(Stored data entries)

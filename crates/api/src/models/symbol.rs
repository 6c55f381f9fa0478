use schemars::JsonSchema;
use serde::{Deserialize, Serialize};
use std::cmp::Ordering;

/// A zero-based line / column pair. Columns count UTF-16 code units, the
/// convention editors speak.
#[derive(Serialize, Deserialize, Debug, Clone, Copy, PartialEq, Eq, Hash, Default, JsonSchema)]
pub struct Position {
    pub line: usize,
    pub col: usize,
}

impl Position {
    pub fn new(line: usize, col: usize) -> Self {
        Self { line, col }
    }
}

impl PartialOrd for Position {
    fn partial_cmp(&self, other: &Self) -> Option<Ordering> {
        Some(self.cmp(other))
    }
}

impl Ord for Position {
    fn cmp(&self, other: &Self) -> Ordering {
        (self.line, self.col).cmp(&(other.line, other.col))
    }
}

#[derive(Serialize, Deserialize, Debug, Clone, Copy, PartialEq, Eq, Hash, Default, JsonSchema)]
pub struct Range {
    pub start_line: usize,
    pub start_col: usize,
    pub end_line: usize,
    pub end_col: usize,
}

impl Range {
    pub fn from_to(start: Position, end: Position) -> Self {
        Self {
            start_line: start.line,
            start_col: start.col,
            end_line: end.line,
            end_col: end.col,
        }
    }

    pub fn start(&self) -> Position {
        Position::new(self.start_line, self.start_col)
    }

    pub fn end(&self) -> Position {
        Position::new(self.end_line, self.end_col)
    }

    pub fn contains(&self, line: usize, col: usize) -> bool {
        if line < self.start_line || line > self.end_line {
            return false;
        }
        if line == self.start_line && col < self.start_col {
            return false;
        }
        if line == self.end_line && col > self.end_col {
            return false;
        }
        true
    }

    pub fn contains_position(&self, position: Position) -> bool {
        self.contains(position.line, position.col)
    }
}

#[cfg(test)]
mod tests {
    use super::*;

    #[test]
    fn test_range_contains_is_inclusive_at_both_ends() {
        let range = Range::from_to(Position::new(1, 4), Position::new(3, 2));
        assert!(range.contains(1, 4));
        assert!(range.contains(2, 0));
        assert!(range.contains(3, 2));
        assert!(!range.contains(1, 3));
        assert!(!range.contains(3, 3));
        assert!(!range.contains(0, 10));
    }

    #[test]
    fn test_position_ordering() {
        assert!(Position::new(0, 9) < Position::new(1, 0));
        assert!(Position::new(2, 3) > Position::new(2, 1));
    }
}
//! Static type inference for Ruby locals.

pub mod literal;

use crate::parser::RubyParser;
use rubyscope_core::error::Result;
use rubyscope_core::pin::{LocalVariable, StaticTypeInference};
use rubyscope_core::types::ComplexType;
use tracing::debug;

pub use literal::{expression_type, literal_type};

/// Infers a local's type from the shape of its assigned expression: a
/// literal gives its core class, `Foo.new` gives `Foo`. Locals without an
/// assignment keep their declared type.
#[derive(Clone)]
pub struct AssignmentInference {
    parser: RubyParser,
}

impl AssignmentInference {
    pub fn new() -> Result<Self> {
        Ok(Self {
            parser: RubyParser::new()?,
        })
    }

    pub fn with_parser(parser: RubyParser) -> Self {
        Self { parser }
    }

    fn infer_assignment(&self, assignment: &str) -> Option<String> {
        let tree = self.parser.parse_tree(assignment).ok()?;
        let root = tree.root_node();
        if root.named_child_count() != 1 {
            return None;
        }
        expression_type(&root.named_child(0)?, assignment)
    }
}

impl StaticTypeInference for AssignmentInference {
    fn infer(&self, pin: &LocalVariable) -> ComplexType {
        let Some(assignment) = pin.assignment() else {
            return pin.static_type().clone();
        };
        match self.infer_assignment(assignment) {
            Some(name) => ComplexType::simple(name),
            None => {
                debug!(name = pin.name(), assignment, "assignment shape not inferable");
                pin.static_type().clone()
            }
        }
    }
}

#[cfg(test)]
mod tests {
    use super::*;
    use rubyscope_api::Range;
    use rubyscope_core::pin::Variable;

    fn local(assignment: Option<&str>) -> LocalVariable {
        let mut variable = Variable::new("x", "Foo#bar");
        if let Some(text) = assignment {
            variable = variable.with_assignment(text);
        }
        LocalVariable::new(variable, Range::default())
    }

    #[test]
    fn test_infers_from_assignment_shape() {
        let inference = AssignmentInference::new().unwrap();
        assert_eq!(inference.infer(&local(Some("'hi'"))).to_string(), "String");
        assert_eq!(inference.infer(&local(Some("Set.new([1])"))).to_string(), "Set");
        assert!(inference.infer(&local(Some("compute(1)"))).is_undefined());
        assert!(inference.infer(&local(None)).is_undefined());
    }
}
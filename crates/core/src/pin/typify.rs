//! Effective type of a local variable.
//!
//! Runtime samples beat static inference: for a language without type
//! declarations, an observed type is stronger evidence than a guess.

use super::{LocalVariable, Pin};
use crate::samples::RuntimeSamples;
use crate::types::ComplexType;
use tracing::info;

/// The static inference collaborator consulted when no runtime sample
/// applies.
pub trait StaticTypeInference {
    fn infer(&self, pin: &LocalVariable) -> ComplexType;
}

/// Returns whatever type the pin was declared with.
#[derive(Debug, Clone, Copy, Default)]
pub struct DeclaredTypeInference;

impl StaticTypeInference for DeclaredTypeInference {
    fn infer(&self, pin: &LocalVariable) -> ComplexType {
        pin.static_type().clone()
    }
}

impl<F> StaticTypeInference for F
where
    F: Fn(&LocalVariable) -> ComplexType,
{
    fn infer(&self, pin: &LocalVariable) -> ComplexType {
        self(pin)
    }
}

/// Type from the runtime samples, or `Undefined` when the entry is missing,
/// empty, or unparseable.
pub fn infer_type_from_runtime(pin: &LocalVariable, samples: &RuntimeSamples) -> ComplexType {
    let Some(types) = samples.types_for(pin.closure_path(), pin.name()) else {
        return ComplexType::Undefined;
    };
    info!(
        "infer_type_from_runtime({}) --> {:?}",
        RuntimeSamples::key(pin.closure_path(), pin.name()),
        types
    );
    ComplexType::try_parse(types)
}

pub fn effective_type(
    pin: &LocalVariable,
    samples: &RuntimeSamples,
    inference: &dyn StaticTypeInference,
) -> ComplexType {
    let runtime_type = infer_type_from_runtime(pin, samples);
    if runtime_type.is_defined() {
        runtime_type
    } else {
        inference.infer(pin)
    }
}

impl Pin {
    /// Effective type for any pin: locals go through [`effective_type`],
    /// other variables report their static type, and everything else is
    /// `Undefined`.
    pub fn typify(&self, samples: &RuntimeSamples, inference: &dyn StaticTypeInference) -> ComplexType {
        match self {
            Pin::LocalVariable(local) => effective_type(local, samples, inference),
            Pin::InstanceVariable(v)
            | Pin::ClassVariable(v)
            | Pin::GlobalVariable(v)
            | Pin::Constant(v) => v.static_type.clone(),
            Pin::Namespace(_) | Pin::Method(_) => ComplexType::Undefined,
        }
    }
}

#[cfg(test)]
mod tests {
    use super::*;
    use crate::pin::Variable;
    use rubyscope_api::Range;

    fn pin_with_static(ty: &str) -> LocalVariable {
        LocalVariable::new(
            Variable::new("count", "Foo#bar").with_static_type(ComplexType::parse(ty)),
            Range::default(),
        )
    }

    #[test]
    fn test_runtime_sample_wins() {
        let pin = pin_with_static("String");
        let mut samples = RuntimeSamples::new();
        samples.insert("Foo#bar", "count", ["Integer"]);

        let ty = effective_type(&pin, &samples, &DeclaredTypeInference);
        assert_eq!(ty, ComplexType::simple("Integer"));
    }

    #[test]
    fn test_absent_or_empty_sample_falls_back() {
        let pin = pin_with_static("String");
        let mut samples = RuntimeSamples::new();
        let ty = effective_type(&pin, &samples, &DeclaredTypeInference);
        assert_eq!(ty, ComplexType::simple("String"));

        samples.insert("Foo#bar", "count", Vec::<String>::new());
        let ty = effective_type(&pin, &samples, &DeclaredTypeInference);
        assert_eq!(ty, ComplexType::simple("String"));
    }

    #[test]
    fn test_unparseable_sample_falls_back() {
        let pin = pin_with_static("String");
        let mut samples = RuntimeSamples::new();
        samples.insert("Foo#bar", "count", ["#<Class:0x0001>"]);

        let ty = effective_type(&pin, &samples, &DeclaredTypeInference);
        assert_eq!(ty, ComplexType::simple("String"));
    }

    #[test]
    fn test_static_result_may_be_undefined() {
        let pin = LocalVariable::new(Variable::new("x", ""), Range::default());
        let ty = effective_type(&pin, &RuntimeSamples::new(), &DeclaredTypeInference);
        assert!(ty.is_undefined());
    }

    #[test]
    fn test_closure_inference() {
        let pin = LocalVariable::new(Variable::new("x", ""), Range::default());
        let inference = |_: &LocalVariable| ComplexType::simple("Symbol");
        let ty = effective_type(&pin, &RuntimeSamples::new(), &inference);
        assert_eq!(ty.to_string(), "Symbol");
    }
}
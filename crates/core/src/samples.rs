//! Runtime type samples collected by external instrumentation.

use crate::error::Result;
use indexmap::IndexMap;
use serde::{Deserialize, Serialize};
use std::path::Path;

/// Separator between a closure path and a symbol name in sample keys.
pub const KEY_SEPARATOR: char = '%';

/// Observed type names keyed by `closure_path%name`, e.g.
/// `{"Foo#bar%count": ["Integer"]}`.
#[derive(Debug, Clone, Default, PartialEq, Serialize, Deserialize)]
#[serde(transparent)]
pub struct RuntimeSamples {
    entries: IndexMap<String, Vec<String>>,
}

impl RuntimeSamples {
    pub fn new() -> Self {
        Self::default()
    }

    pub fn key(closure_path: &str, name: &str) -> String {
        format!("{closure_path}{KEY_SEPARATOR}{name}")
    }

    pub fn from_json(text: &str) -> Result<Self> {
        Ok(serde_json::from_str(text)?)
    }

    pub fn load(path: &Path) -> Result<Self> {
        let text = std::fs::read_to_string(path)?;
        Self::from_json(&text)
    }

    pub fn insert<S: Into<String>>(
        &mut self,
        closure_path: &str,
        name: &str,
        types: impl IntoIterator<Item = S>,
    ) {
        self.entries.insert(
            Self::key(closure_path, name),
            types.into_iter().map(Into::into).collect(),
        );
    }

    /// Raw entry for a key, including empty lists.
    pub fn get(&self, key: &str) -> Option<&[String]> {
        self.entries.get(key).map(Vec::as_slice)
    }

    /// Samples for a symbol, or `None` when the entry is absent or empty.
    /// An empty list means "no override", not "no type".
    pub fn types_for(&self, closure_path: &str, name: &str) -> Option<&[String]> {
        self.get(&Self::key(closure_path, name))
            .filter(|types| !types.is_empty())
    }

    pub fn len(&self) -> usize {
        self.entries.len()
    }

    pub fn is_empty(&self) -> bool {
        self.entries.is_empty()
    }
}
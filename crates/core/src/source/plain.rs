//! A parser-free buffer whose regions are supplied by the caller.
//!
//! Hosts without a syntax tree (or tests) describe comments, strings,
//! constructs and literals by hand.

use super::{Construct, SourceBuffer, Span, SpanSet, innermost_construct};
use crate::pin::Pin;
use rubyscope_api::ConstructKind;

#[derive(Debug, Clone, Default)]
pub struct PlainSource {
    code: String,
    comments: SpanSet,
    strings: SpanSet,
    constructs: Vec<(Span, Construct)>,
    literals: Vec<(usize, String)>,
    locals: Vec<Pin>,
}

impl PlainSource {
    pub fn new(code: impl Into<String>) -> Self {
        Self {
            code: code.into(),
            ..Default::default()
        }
    }

    pub fn with_comments(mut self, spans: Vec<Span>) -> Self {
        self.comments = SpanSet::new(spans);
        self
    }

    pub fn with_strings(mut self, spans: Vec<Span>) -> Self {
        self.strings = SpanSet::new(spans);
        self
    }

    pub fn with_construct(
        mut self,
        span: Span,
        kind: ConstructKind,
        namespace: impl Into<String>,
    ) -> Self {
        self.constructs.push((span, Construct::new(kind, namespace)));
        self
    }

    /// Like [`Self::with_construct`] for a construct built by the caller,
    /// e.g. a method with its own closure path.
    pub fn with_definition(mut self, span: Span, construct: Construct) -> Self {
        self.constructs.push((span, construct));
        self
    }

    /// Declare a literal of type `type_name` ending at byte `end`.
    pub fn with_literal(mut self, end: usize, type_name: impl Into<String>) -> Self {
        self.literals.push((end, type_name.into()));
        self
    }

    pub fn with_local(mut self, pin: Pin) -> Self {
        self.locals.push(pin);
        self
    }
}

impl SourceBuffer for PlainSource {
    fn code(&self) -> &str {
        &self.code
    }

    fn comments(&self) -> &SpanSet {
        &self.comments
    }

    fn strings(&self) -> &SpanSet {
        &self.strings
    }

    fn enclosing_construct(&self, offset: usize) -> Construct {
        innermost_construct(&self.constructs, offset)
    }

    fn literal_type_before(&self, offset: usize) -> Option<String> {
        let end = self
            .code
            .get(..offset)
            .unwrap_or(&self.code)
            .trim_end()
            .len();
        self.literals
            .iter()
            .find(|(literal_end, _)| *literal_end == end)
            .map(|(_, type_name)| type_name.clone())
    }

    fn local_variable_pins(&self) -> &[Pin] {
        &self.locals
    }
}
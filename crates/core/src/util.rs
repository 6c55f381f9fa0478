use rubyscope_api::Position;

/// Convert a byte offset into a line / UTF-16 column position. Offsets past
/// the end clamp to the end of the text; offsets inside a multi-byte
/// character count the character as started.
pub fn position_at(text: &str, offset: usize) -> Position {
    let offset = offset.min(text.len());
    let before = &text.as_bytes()[..offset];
    let line = before.iter().filter(|&&b| b == b'\n').count();
    let line_start = before
        .iter()
        .rposition(|&b| b == b'\n')
        .map(|i| i + 1)
        .unwrap_or(0);

    let mut col = 0;
    for (i, c) in text[line_start..].char_indices() {
        if line_start + i >= offset {
            break;
        }
        col += c.len_utf16();
    }
    Position::new(line, col)
}

/// Convert a line / UTF-16 column position back into a byte offset. Returns
/// `None` when the line does not exist; columns past the end of the line
/// clamp to the line end.
pub fn offset_at(text: &str, position: Position) -> Option<usize> {
    let mut line_start = 0;
    for _ in 0..position.line {
        let newline = text[line_start..].find('\n')?;
        line_start += newline + 1;
    }
    let line_end = text[line_start..]
        .find('\n')
        .map(|i| line_start + i)
        .unwrap_or(text.len());
    Some(line_start + utf16_col_to_byte_col(&text[line_start..line_end], position.col))
}

pub fn utf16_col_to_byte_col(line_content: &str, utf16_col: usize) -> usize {
    let mut curr_utf16 = 0;
    let mut curr_byte = 0;

    for c in line_content.chars() {
        if curr_utf16 >= utf16_col {
            break;
        }
        curr_utf16 += c.len_utf16();
        curr_byte += c.len_utf8();
    }
    curr_byte
}

#[cfg(test)]
mod tests {
    use super::*;

    #[test]
    fn test_position_at_counts_lines_and_columns() {
        let text = "foo\nbar.baz\n";
        assert_eq!(position_at(text, 0), Position::new(0, 0));
        assert_eq!(position_at(text, 3), Position::new(0, 3));
        assert_eq!(position_at(text, 4), Position::new(1, 0));
        assert_eq!(position_at(text, 11), Position::new(1, 7));
        assert_eq!(position_at(text, 12), Position::new(2, 0));
        assert_eq!(position_at(text, 99), Position::new(2, 0));
    }

    #[test]
    fn test_position_at_uses_utf16_columns() {
        // 'é' is two bytes and one UTF-16 unit, '😀' is four bytes and two units.
        let text = "é😀x";
        assert_eq!(position_at(text, 2), Position::new(0, 1));
        assert_eq!(position_at(text, 6), Position::new(0, 3));
    }

    #[test]
    fn test_offset_at_round_trips_positions() {
        let text = "a = 1\né = 😀.to_s\n";
        for offset in [0, 4, 6, 8, 11, 15] {
            assert!(text.is_char_boundary(offset));
            assert_eq!(offset_at(text, position_at(text, offset)), Some(offset));
        }
        assert_eq!(offset_at(text, Position::new(7, 0)), None);
    }
}
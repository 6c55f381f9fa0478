use crate::source::RubySource;
use rubyscope_core::error::{Result, RubyscopeError};
use tree_sitter::{Language, Parser, Tree};
use tracing::warn;

mod regions;
mod scope;
pub(crate) mod utils;

pub(crate) use regions::Regions;
pub(crate) use scope::{ScopeBuilder, ScopeIndex};

#[derive(Clone)]
pub struct RubyParser {
    pub language: Language,
}

impl RubyParser {
    pub fn new() -> Result<Self> {
        let language: Language = tree_sitter_ruby::LANGUAGE.into();
        // Fail early on an ABI mismatch instead of on the first parse.
        Parser::new()
            .set_language(&language)
            .map_err(|e| RubyscopeError::Parsing(format!("Invalid language: {:?}", e)))?;
        Ok(Self { language })
    }

    pub fn parse_tree(&self, code: &str) -> Result<Tree> {
        let mut parser = Parser::new();
        parser
            .set_language(&self.language)
            .map_err(|e| RubyscopeError::Parsing(format!("Invalid language: {:?}", e)))?;
        let tree = parser
            .parse(code, None)
            .ok_or_else(|| RubyscopeError::Parsing("parser produced no tree".to_string()))?;
        if tree.root_node().has_error() {
            warn!("source has syntax errors; regions may be incomplete");
        }
        Ok(tree)
    }

    /// Parse `code` into an immutable buffer snapshot.
    pub fn parse(&self, code: impl Into<String>) -> Result<RubySource> {
        let code = code.into();
        let tree = self.parse_tree(&code)?;
        Ok(RubySource::from_tree(code, tree))
    }
}
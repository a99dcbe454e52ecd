//! CloudMart commerce API client.
//!
//! # Architecture
//!
//! - [`Transport`] is the only seam that speaks the wire protocol. The
//!   controllers are generic over it, so tests swap in a scripted fake.
//! - [`ApiClient`] implements it over `reqwest`.
//! - [`endpoints`] holds the typed calls and the path contract.
//! - The server is source of truth: no caching, no retries, no timeout.
//!   Every call is a fresh round trip.
//!
//! # Status handling
//!
//! `get` fails with [`ApiError::Status`] on a non-success status. `post` and
//! `delete` never look at the status; they hand back a [`RawResponse`] and
//! the caller decides what a failure means. Checkout relies on this to tell
//! a structured failure body apart from success.
//!
//! # Example
//!
//! ```rust,ignore
//! use cloudmart_storefront::api::{ApiClient, endpoints};
//!
//! let client = ApiClient::new(&config)?;
//! let categories = endpoints::list_categories(&client).await?;
//! let response = endpoints::place_order(&client).await?;
//! if response.is_success() { /* ... */ }
//! ```

mod client;
pub mod endpoints;

use std::future::Future;

use reqwest::StatusCode;
use serde::de::DeserializeOwned;
use thiserror::Error;

pub use client::ApiClient;

/// Errors that can occur when talking to the commerce API.
///
/// `Http` and `Parse` are transport failures: no usable response was
/// obtained. `Status` means a response arrived but reported failure.
#[derive(Debug, Error)]
pub enum ApiError {
    /// HTTP request failed before a complete response was read.
    #[error("HTTP error: {0}")]
    Http(#[from] reqwest::Error),

    /// Response body was not the expected JSON.
    #[error("JSON parse error: {0}")]
    Parse(#[from] serde_json::Error),

    /// A response was obtained but its status is outside the success range.
    #[error("Request failed: {status}")]
    Status {
        /// The status the server answered with.
        status: StatusCode,
    },
}

impl ApiError {
    /// Whether no usable response was obtained.
    #[must_use]
    pub const fn is_transport(&self) -> bool {
        matches!(self, Self::Http(_) | Self::Parse(_))
    }

    /// The failing status, for response errors.
    #[must_use]
    pub const fn status(&self) -> Option<StatusCode> {
        match self {
            Self::Status { status } => Some(*status),
            Self::Http(_) | Self::Parse(_) => None,
        }
    }
}

/// Result type alias for `ApiError`.
pub type Result<T> = std::result::Result<T, ApiError>;

/// An undecoded response from a write call.
#[derive(Debug, Clone, PartialEq, Eq)]
pub struct RawResponse {
    pub status: StatusCode,
    pub body: String,
}

impl RawResponse {
    /// Create a raw response.
    #[must_use]
    pub fn new(status: StatusCode, body: impl Into<String>) -> Self {
        Self {
            status,
            body: body.into(),
        }
    }

    /// Whether the status is in the 2xx range.
    #[must_use]
    pub fn is_success(&self) -> bool {
        self.status.is_success()
    }

    /// Decode the body as JSON.
    ///
    /// # Errors
    ///
    /// Returns [`ApiError::Parse`] if the body is not valid JSON for `T`.
    pub fn json<T: DeserializeOwned>(&self) -> Result<T> {
        Ok(serde_json::from_str(&self.body)?)
    }
}

/// The three wire primitives the storefront needs.
///
/// Paths are absolute (`/api/v1/...`) and may carry a query string; the
/// implementation resolves them against its base URL.
pub trait Transport {
    /// Read `path` and decode the body as JSON.
    ///
    /// Fails with [`ApiError::Status`] when the status is not a success.
    fn get(&self, path: &str) -> impl Future<Output = Result<serde_json::Value>> + Send;

    /// Post an optional JSON body to `path`. The status is not checked.
    fn post(
        &self,
        path: &str,
        body: Option<serde_json::Value>,
    ) -> impl Future<Output = Result<RawResponse>> + Send;

    /// Delete `path`. The status is not checked.
    fn delete(&self, path: &str) -> impl Future<Output = Result<RawResponse>> + Send;
}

> [GOAL OF THE EXERCISE]:
When you reach the line with "let mut line_start = 0;" in the records above, start writing out lines exactly, and stop once the line with "for c in line_content.chars()" has been written; include nothing else.

> [REPLY]:
    let mut line_start = 0;
    for _ in 0..position.line {
        let newline = text[line_start..].find('\n')?;
        line_start += newline + 1;
    }
    let line_end = text[line_start..]
        .find('\n')
        .map(|i| line_start + i)
        .unwrap_or(text.len());
    Some(line_start + utf16_col_to_byte_col(&text[line_start..line_end], position.col))
}

pub fn utf16_col_to_byte_col(line_content: &str, utf16_col: usize) -> usize {
    let mut curr_utf16 = 0;
    let mut curr_byte = 0;

    for c in line_content.chars() {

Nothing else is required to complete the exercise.